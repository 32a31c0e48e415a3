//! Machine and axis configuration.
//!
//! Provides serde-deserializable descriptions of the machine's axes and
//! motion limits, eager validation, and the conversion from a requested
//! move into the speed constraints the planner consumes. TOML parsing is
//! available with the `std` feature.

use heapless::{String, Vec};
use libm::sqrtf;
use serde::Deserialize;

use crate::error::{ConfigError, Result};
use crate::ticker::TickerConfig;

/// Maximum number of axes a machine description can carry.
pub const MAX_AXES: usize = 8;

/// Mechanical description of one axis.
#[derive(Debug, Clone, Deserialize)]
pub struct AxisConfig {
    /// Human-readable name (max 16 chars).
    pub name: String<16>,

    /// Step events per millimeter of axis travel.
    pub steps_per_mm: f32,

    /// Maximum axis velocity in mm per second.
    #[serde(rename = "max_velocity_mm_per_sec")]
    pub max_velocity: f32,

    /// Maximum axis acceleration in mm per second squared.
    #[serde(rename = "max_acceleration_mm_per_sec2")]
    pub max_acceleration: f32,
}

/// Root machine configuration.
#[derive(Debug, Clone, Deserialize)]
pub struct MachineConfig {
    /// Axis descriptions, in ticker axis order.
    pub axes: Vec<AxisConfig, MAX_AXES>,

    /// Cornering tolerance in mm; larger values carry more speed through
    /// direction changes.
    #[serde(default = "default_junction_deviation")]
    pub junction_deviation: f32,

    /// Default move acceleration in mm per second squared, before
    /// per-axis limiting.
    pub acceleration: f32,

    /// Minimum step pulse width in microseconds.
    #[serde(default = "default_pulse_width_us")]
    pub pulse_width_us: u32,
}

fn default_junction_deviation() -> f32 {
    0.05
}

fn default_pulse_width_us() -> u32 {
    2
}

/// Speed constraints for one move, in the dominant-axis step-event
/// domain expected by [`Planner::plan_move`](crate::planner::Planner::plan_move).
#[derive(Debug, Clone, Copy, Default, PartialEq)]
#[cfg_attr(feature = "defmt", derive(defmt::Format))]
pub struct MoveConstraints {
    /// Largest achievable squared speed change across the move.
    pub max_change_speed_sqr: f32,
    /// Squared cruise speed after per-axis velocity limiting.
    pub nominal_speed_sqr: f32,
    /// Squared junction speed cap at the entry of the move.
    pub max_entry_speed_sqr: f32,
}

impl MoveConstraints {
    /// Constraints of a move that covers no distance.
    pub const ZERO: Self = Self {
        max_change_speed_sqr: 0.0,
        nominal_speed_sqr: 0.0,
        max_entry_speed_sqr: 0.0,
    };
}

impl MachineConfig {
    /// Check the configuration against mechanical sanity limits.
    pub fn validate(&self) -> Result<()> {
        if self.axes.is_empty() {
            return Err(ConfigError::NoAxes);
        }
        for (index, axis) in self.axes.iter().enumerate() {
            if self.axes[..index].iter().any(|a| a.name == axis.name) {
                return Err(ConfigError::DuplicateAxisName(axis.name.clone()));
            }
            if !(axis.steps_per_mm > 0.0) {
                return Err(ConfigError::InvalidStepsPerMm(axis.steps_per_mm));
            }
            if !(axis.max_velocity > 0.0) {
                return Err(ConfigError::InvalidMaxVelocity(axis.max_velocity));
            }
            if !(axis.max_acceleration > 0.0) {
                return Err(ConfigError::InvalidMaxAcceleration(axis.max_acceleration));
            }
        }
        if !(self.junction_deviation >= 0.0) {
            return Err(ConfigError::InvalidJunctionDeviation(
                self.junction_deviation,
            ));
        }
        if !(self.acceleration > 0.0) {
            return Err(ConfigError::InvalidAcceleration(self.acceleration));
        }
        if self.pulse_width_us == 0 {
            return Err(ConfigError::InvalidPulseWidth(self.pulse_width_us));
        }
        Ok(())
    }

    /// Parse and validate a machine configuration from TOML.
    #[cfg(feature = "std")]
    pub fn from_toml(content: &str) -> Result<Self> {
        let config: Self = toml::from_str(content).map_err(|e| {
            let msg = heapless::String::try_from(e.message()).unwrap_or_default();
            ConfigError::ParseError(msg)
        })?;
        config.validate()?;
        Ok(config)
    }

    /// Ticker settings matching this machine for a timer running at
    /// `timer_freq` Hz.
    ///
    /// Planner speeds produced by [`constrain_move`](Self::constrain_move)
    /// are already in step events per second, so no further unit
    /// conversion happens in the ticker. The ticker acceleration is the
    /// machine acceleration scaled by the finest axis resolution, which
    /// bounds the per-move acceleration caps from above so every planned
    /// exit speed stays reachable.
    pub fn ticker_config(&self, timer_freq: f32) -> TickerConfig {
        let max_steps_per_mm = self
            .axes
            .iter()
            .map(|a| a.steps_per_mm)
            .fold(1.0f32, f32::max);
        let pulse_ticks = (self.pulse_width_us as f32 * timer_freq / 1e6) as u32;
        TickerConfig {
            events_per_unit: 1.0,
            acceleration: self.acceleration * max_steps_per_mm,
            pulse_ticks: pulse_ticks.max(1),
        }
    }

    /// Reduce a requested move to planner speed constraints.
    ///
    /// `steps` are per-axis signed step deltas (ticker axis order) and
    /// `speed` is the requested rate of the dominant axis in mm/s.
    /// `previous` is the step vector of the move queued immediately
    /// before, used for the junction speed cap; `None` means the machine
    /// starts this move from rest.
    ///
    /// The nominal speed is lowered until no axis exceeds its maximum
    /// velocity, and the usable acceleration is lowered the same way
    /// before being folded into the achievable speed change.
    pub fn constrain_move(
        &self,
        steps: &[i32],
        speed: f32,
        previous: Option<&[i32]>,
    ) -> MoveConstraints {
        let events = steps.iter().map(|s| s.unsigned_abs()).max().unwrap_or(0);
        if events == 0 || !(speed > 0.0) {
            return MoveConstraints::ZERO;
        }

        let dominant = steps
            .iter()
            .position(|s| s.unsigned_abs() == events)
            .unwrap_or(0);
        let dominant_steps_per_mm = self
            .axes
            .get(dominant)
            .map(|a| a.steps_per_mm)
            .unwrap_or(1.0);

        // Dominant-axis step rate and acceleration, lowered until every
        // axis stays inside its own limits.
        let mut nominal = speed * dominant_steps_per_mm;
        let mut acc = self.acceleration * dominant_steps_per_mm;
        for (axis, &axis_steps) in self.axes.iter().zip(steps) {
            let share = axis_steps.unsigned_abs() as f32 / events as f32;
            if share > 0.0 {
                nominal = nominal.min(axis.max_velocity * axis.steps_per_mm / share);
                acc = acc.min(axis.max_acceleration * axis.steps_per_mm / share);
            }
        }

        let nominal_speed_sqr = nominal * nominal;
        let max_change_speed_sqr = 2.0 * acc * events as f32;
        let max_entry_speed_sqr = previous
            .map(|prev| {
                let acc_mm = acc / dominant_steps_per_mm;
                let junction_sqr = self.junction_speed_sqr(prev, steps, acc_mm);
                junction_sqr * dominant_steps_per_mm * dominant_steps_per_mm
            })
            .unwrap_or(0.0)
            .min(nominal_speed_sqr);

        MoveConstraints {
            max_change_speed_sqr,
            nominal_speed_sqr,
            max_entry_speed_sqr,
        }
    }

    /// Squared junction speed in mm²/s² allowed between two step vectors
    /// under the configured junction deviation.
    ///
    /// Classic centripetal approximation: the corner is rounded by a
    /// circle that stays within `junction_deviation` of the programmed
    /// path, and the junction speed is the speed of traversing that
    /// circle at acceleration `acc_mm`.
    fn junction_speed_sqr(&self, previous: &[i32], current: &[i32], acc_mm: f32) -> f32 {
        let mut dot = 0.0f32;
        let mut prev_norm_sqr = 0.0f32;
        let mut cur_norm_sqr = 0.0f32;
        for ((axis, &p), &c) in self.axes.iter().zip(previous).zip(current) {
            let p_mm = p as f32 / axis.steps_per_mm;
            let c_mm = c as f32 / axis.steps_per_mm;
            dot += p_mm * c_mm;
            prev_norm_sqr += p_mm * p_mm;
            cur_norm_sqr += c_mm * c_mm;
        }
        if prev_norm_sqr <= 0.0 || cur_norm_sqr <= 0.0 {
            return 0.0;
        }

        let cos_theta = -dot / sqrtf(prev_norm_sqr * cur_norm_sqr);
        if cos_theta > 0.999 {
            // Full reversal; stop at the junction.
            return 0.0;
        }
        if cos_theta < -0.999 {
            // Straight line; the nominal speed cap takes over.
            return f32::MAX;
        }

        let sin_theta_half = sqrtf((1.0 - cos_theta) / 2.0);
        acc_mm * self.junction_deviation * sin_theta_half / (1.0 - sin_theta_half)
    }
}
+ + + + +
* _Your task_:
The range runs from the line with "its own limits." up to and including the line with "nominal = nominal.min(axis.max_velocity" in the listing above; please write out exactly those lines and nothing more.

* _Solution_:
        // axis stays inside its own limits.
        let mut nominal = speed * dominant_steps_per_mm;
        let mut acc = self.acceleration * dominant_steps_per_mm;
        for (axis, &axis_steps) in self.axes.iter().zip(steps) {
            let share = axis_steps.unsigned_abs() as f32 / events as f32;
            if share > 0.0 {
                nominal = nominal.min(axis.max_velocity * axis.steps_per_mm / share);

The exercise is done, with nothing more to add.